» **Problem to solve**
Find all lines with the word "after" in the material, then copy them.

◆ ◆ ◆

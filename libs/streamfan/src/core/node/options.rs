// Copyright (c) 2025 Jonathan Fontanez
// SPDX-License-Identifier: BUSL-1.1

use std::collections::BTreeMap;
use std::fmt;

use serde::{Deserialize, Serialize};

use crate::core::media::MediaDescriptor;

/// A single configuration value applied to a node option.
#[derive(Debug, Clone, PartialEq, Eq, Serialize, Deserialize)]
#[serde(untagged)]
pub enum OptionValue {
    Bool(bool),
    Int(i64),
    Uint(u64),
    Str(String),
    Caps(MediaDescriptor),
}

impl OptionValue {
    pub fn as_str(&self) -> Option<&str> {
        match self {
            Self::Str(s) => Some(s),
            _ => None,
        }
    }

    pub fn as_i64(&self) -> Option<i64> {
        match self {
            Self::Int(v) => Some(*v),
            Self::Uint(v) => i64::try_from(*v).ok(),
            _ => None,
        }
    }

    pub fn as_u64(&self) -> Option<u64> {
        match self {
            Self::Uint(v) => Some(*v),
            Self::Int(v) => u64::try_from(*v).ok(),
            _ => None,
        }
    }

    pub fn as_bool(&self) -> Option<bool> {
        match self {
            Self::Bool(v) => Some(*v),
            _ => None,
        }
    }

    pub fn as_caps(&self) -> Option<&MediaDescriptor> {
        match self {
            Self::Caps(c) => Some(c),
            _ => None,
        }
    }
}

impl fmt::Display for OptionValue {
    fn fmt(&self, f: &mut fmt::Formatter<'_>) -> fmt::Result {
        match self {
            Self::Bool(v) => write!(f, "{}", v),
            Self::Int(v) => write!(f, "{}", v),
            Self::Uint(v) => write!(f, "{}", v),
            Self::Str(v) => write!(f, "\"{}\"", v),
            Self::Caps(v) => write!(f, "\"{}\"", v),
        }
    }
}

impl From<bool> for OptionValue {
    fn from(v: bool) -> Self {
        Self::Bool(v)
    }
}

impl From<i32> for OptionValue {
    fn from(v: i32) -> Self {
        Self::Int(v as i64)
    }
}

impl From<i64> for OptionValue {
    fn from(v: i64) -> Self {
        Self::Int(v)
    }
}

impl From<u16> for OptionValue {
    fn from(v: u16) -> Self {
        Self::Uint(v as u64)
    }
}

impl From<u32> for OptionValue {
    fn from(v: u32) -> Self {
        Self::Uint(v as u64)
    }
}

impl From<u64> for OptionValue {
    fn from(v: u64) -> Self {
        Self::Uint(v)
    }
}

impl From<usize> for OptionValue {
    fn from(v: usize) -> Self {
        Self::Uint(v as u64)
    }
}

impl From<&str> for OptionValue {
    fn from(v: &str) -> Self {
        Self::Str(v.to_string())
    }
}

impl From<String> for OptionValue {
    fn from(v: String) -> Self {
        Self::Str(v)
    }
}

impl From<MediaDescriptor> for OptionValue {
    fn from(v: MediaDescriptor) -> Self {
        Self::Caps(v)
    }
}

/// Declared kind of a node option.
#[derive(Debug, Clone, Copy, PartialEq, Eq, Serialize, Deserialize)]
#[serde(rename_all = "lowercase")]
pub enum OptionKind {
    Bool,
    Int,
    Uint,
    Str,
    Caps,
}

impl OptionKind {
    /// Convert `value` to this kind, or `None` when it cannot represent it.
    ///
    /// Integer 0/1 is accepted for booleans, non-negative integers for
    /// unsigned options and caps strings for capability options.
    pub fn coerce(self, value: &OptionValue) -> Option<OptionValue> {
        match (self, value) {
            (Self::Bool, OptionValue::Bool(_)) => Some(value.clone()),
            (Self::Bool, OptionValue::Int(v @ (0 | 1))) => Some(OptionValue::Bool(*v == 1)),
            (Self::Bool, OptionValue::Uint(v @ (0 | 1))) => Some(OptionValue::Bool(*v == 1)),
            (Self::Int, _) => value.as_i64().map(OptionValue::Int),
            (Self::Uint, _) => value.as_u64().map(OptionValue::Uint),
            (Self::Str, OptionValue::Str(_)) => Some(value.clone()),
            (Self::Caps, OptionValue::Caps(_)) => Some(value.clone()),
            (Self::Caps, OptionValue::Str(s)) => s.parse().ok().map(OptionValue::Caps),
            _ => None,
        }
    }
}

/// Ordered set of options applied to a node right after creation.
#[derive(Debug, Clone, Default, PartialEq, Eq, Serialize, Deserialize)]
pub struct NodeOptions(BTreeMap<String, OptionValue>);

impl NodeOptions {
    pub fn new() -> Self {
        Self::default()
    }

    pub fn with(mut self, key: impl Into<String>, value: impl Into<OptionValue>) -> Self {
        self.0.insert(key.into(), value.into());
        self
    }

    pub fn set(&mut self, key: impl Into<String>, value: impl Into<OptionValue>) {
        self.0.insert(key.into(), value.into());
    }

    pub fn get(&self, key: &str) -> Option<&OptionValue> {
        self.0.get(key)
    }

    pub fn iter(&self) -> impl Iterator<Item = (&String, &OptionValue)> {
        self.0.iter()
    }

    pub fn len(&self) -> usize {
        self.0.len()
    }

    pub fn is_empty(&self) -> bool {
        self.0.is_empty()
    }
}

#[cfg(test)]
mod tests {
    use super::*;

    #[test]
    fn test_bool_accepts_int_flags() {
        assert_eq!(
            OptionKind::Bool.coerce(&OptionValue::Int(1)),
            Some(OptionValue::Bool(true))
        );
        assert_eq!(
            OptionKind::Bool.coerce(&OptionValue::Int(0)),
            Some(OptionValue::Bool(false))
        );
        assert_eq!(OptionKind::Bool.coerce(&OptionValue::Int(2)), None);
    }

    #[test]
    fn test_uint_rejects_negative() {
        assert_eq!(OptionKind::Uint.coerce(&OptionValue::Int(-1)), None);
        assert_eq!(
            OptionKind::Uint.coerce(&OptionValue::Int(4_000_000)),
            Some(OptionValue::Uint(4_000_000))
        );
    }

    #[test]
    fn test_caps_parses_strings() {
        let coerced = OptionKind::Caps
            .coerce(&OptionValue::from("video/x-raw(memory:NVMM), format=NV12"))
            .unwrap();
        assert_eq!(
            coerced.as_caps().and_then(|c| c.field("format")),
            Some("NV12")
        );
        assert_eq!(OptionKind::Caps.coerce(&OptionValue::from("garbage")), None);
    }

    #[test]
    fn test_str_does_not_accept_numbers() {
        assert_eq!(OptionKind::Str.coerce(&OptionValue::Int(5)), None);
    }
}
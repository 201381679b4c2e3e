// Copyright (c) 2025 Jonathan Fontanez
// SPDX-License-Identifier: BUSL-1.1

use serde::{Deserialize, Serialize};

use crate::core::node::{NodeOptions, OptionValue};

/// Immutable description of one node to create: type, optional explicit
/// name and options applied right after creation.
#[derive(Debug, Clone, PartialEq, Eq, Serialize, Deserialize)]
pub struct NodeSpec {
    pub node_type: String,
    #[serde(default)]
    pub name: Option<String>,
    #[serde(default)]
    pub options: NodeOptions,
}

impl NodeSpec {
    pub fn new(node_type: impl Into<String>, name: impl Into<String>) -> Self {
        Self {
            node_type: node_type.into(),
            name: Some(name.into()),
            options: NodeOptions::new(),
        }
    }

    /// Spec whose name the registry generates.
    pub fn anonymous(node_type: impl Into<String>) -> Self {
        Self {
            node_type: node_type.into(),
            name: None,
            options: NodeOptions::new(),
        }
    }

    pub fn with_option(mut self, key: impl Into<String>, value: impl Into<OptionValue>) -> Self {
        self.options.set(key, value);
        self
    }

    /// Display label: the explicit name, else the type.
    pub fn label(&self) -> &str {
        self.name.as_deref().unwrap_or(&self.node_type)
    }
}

◆ ◆ ◆

» **Task response**
/// Ordered set of options applied to a node right after creation.
/// name and options applied right after creation.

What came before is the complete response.